Records:
= = = = = = =

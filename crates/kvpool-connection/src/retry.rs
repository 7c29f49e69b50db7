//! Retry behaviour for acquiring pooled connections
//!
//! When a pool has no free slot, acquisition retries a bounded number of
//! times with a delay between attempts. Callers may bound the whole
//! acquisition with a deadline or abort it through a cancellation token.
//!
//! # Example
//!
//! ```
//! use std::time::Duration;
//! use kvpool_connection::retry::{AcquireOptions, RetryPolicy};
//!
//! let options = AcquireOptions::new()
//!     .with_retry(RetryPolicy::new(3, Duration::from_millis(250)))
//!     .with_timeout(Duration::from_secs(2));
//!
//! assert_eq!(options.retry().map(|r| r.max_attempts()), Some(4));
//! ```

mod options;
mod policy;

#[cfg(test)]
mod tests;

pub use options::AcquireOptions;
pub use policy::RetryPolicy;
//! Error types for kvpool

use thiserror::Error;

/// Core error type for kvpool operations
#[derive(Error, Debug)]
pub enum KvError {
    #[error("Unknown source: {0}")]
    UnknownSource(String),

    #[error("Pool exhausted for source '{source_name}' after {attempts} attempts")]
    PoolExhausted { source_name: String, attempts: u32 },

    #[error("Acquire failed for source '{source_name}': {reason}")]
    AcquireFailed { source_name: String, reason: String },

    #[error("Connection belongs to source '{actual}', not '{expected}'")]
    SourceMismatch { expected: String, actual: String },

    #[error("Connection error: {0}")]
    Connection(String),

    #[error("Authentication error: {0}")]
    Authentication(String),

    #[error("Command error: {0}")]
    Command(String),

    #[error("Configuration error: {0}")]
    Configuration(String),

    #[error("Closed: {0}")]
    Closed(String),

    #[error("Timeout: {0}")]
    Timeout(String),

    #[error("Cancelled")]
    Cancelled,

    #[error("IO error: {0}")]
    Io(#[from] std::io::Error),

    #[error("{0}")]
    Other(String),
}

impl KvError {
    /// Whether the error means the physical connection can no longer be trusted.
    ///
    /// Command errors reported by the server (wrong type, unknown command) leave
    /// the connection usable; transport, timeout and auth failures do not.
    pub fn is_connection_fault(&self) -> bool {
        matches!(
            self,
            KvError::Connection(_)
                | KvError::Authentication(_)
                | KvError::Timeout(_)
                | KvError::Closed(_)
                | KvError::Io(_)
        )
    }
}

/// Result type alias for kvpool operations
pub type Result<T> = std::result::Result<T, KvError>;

= = = = = = =

The task:
Every line that holds the word "acquisition" should be copied from the listing.

Answer to the problem:
//! When a pool has no free slot, acquisition retries a bounded number of
//! acquisition with a deadline or abort it through a cancellation token.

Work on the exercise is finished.